16.Bölüm
''Son arzun nedir diye gelip de bana sorsalar, gözlerime bakıp da herşeyi anlasalar!''_______________________________________________________________________________________________________________________________________________________________________
Yaprak yeşili menevişler her bir desenini ezbere bildiği halıyı hayatında ilk kez görüyormuş gibi inceliyordu. Koyu kırmızı kalın çizgiler , kahverengi fon ve çam renginde yapraklar... Gördüğü şey desen desen halı olsa da zihninin içi mahcubiyet dolu düşünceler ile fokurduyordu. Mehmed Tahir elinden tuttuğu gibi fütursuzca adım atıvermişti Ömür Çıkmazı'na. Kalbi adını koyamadığı tuhaf hislerle boğuşurken onunla ilerlemiş, evinin önünden geçerken parmaklarını genç adamın avucuna mümkünü varmış gibi biraz daha sarmalamıştı. Sabahın erken saati dolayısıyla pek insan yoktu sokakta. İşe giden birkaç kişinin kaçamak bakışlarını üzerlerinde hissetmiş, dahası olmadan çıkmazın sonuna varmışlardı. Genç adam cebinden çıkardığı anahtar ile evin kapısını aralamış,bir adım gerileyerek onu eliyle içeriye buyur etmişti. Kaskatı kesilmişti Feride'nin her bir kıvrımı. Ayaklarına adeta beton dökülmüş gibi hissetmiş, lakin yine de sükunetle içeriye girmişti. En azından bu evin sınırları içerisinde onu yargılayacak, hor görecek ve ayıplayacak kimse olmayacaktı. Nitekim Hasene Teyze'nin içeriden yavrularım geldiniz mi diye seslenişi içine bir kez daha su serpmişti. Şimdiyse oturduğu sedirin köşesinde yaşlı kadının mutluluk dolu tepkilerini tüm çekingenliği ile dinliyordu.

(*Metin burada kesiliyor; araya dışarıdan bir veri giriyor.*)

//! Schema accepting any value

use super::{impl_schema_builder, Schema, SchemaBase};
use crate::engine::Validated;
use crate::value::Value;

/// Schema with no type rule; only the common operations apply
#[derive(Debug, Clone)]
pub struct AnySchema {
    base: SchemaBase,
}

impl AnySchema {
    pub fn new() -> Self {
        Self {
            base: SchemaBase::new(),
        }
    }
}

impl_schema_builder!(AnySchema);

impl Schema for AnySchema {
    fn validate_at(&self, value: Value, path: &str) -> Validated {
        self.base.run(value, path)
    }
}

#[cfg(test)]
mod tests {
    use super::*;
    use crate::schema::SchemaBuilder;
    use serde_json::json;

    #[test]
    fn test_accepts_every_kind() {
        let schema = AnySchema::new();
        for value in [json!(null), json!(1), json!("a"), json!([1]), json!({"a": 1})] {
            let result = schema.validate(value.clone().into());
            assert!(result.is_valid());
            assert_eq!(result.value, Value::from(value));
        }
    }

    #[test]
    fn test_required_with_default() {
        let schema = AnySchema::new().default("fallback").required();
        let result = schema.validate(Value::Null);
        assert!(result.is_valid());
        assert_eq!(result.value, Value::from("fallback"));
    }

    #[test]
    fn test_required_message_uses_label() {
        let result = AnySchema::new().required().validate_at(Value::Null, "user.id");
        assert_eq!(result.errors.len(), 1);
        assert_eq!(result.errors[0].message, "user.id is required");
        assert_eq!(result.errors[0].code, "any.required");

        let result = AnySchema::new().label("User ID").required().validate_at(Value::Null, "user.id");
        assert_eq!(result.errors[0].message, "User ID is required");
        assert_eq!(result.errors[0].path, "user.id");
    }

    #[test]
    fn test_valid_and_invalid() {
        let schema = AnySchema::new().valid(["red", "green"]);
        assert!(schema.validate("red".into()).is_valid());
        assert!(schema.validate(Value::Null).is_valid());

        let result = schema.validate("blue".into());
        assert_eq!(result.errors[0].message, "value must be one of [red, green]");

        let schema = AnySchema::new().invalid([0, 1]);
        let result = schema.validate(Value::Float(1.0));
        assert_eq!(result.errors[0].message, "value contains an invalid value");
        assert!(schema.validate(Value::Int(2)).is_valid());
    }

    #[test]
    fn test_custom() {
        let schema = AnySchema::new().custom(|_, value| match value {
            Value::Int(n) if n % 2 == 1 => Err("it is odd".to_string()),
            _ => Ok(()),
        });

        assert!(schema.validate(Value::Int(2)).is_valid());
        let result = schema.validate(Value::Int(3));
        assert_eq!(
            result.errors[0].message,
            "value failed custom validation because it is odd"
        );
        assert!(AnySchema::new().custom_opt(None).validate(Value::Int(3)).is_valid());
    }

    #[test]
    fn test_message_override() {
        let result = AnySchema::new()
            .required()
            .message("{{#label}} is mandatory")
            .validate_at(Value::Null, "name");
        assert_eq!(result.errors[0].message, "name is mandatory");
    }
}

-Hûda Mevlama şükürler olsun ! Sizi böyle yan yana gösterdi ya bana ! Ah çok şükür çok şükür!'
Feride'nin tutukluğuna tezat babaannesini dinlerken mutluluk doluydu Mehmed Tahir. Kendini bildiğinden beri sevdiği, büyüyüp serpilişini nâme nâme seyrettiği kız şimdi yanıbaşındaydı. Kalbinde onun ismi yazılıydı ve kısmet olursa bu akşam Allah katında bir tanecik eşi olacaktı. Mutlu edecekti onu. Kendine yemin üzerine yemin ediyordu ki gözlerinden bir damla yaş akmasına müsaade etmeyecekti. Bu sessizliği, bu mahcubiyeti sökülüp gidecekti benliğinden. Eski Feride olacaktı. Yüzü her daim gülen, bıcır bıcır , cıvıl cıvıl kız olacaktı! Bunun için canını dahi vermeye hazırdı! Lakin şimdi gitmeliydi. Hem Feride kendini akşama kadar biraz olsun toparlar, hemde o aklındaki diğer mevzuları hale yola sokardı. Genç kızın yanından ağır hareketlerle kalkmıştı ayağa.
-Bana müsaade.'demişti kesik bir nefes arasından mırıldanarak. Elleri ceketinin önünü kapalı tutarken gömleğindeki kurumuş kan lekelerini babaannesinden gizlemeyi ihmal etmemişti. Derken o ayağa kalktığı anda yerde dalgınlıkla duran yaprak yeşilleri tedirginlikle havalanmış, genç kızın yüzü engel olamadığı bir korkuyla dolarken aniden uzanıp kalın bileğinden yakalamıştı. Nefesleri hızlanırken zorlukla yutkunmuştu Feride.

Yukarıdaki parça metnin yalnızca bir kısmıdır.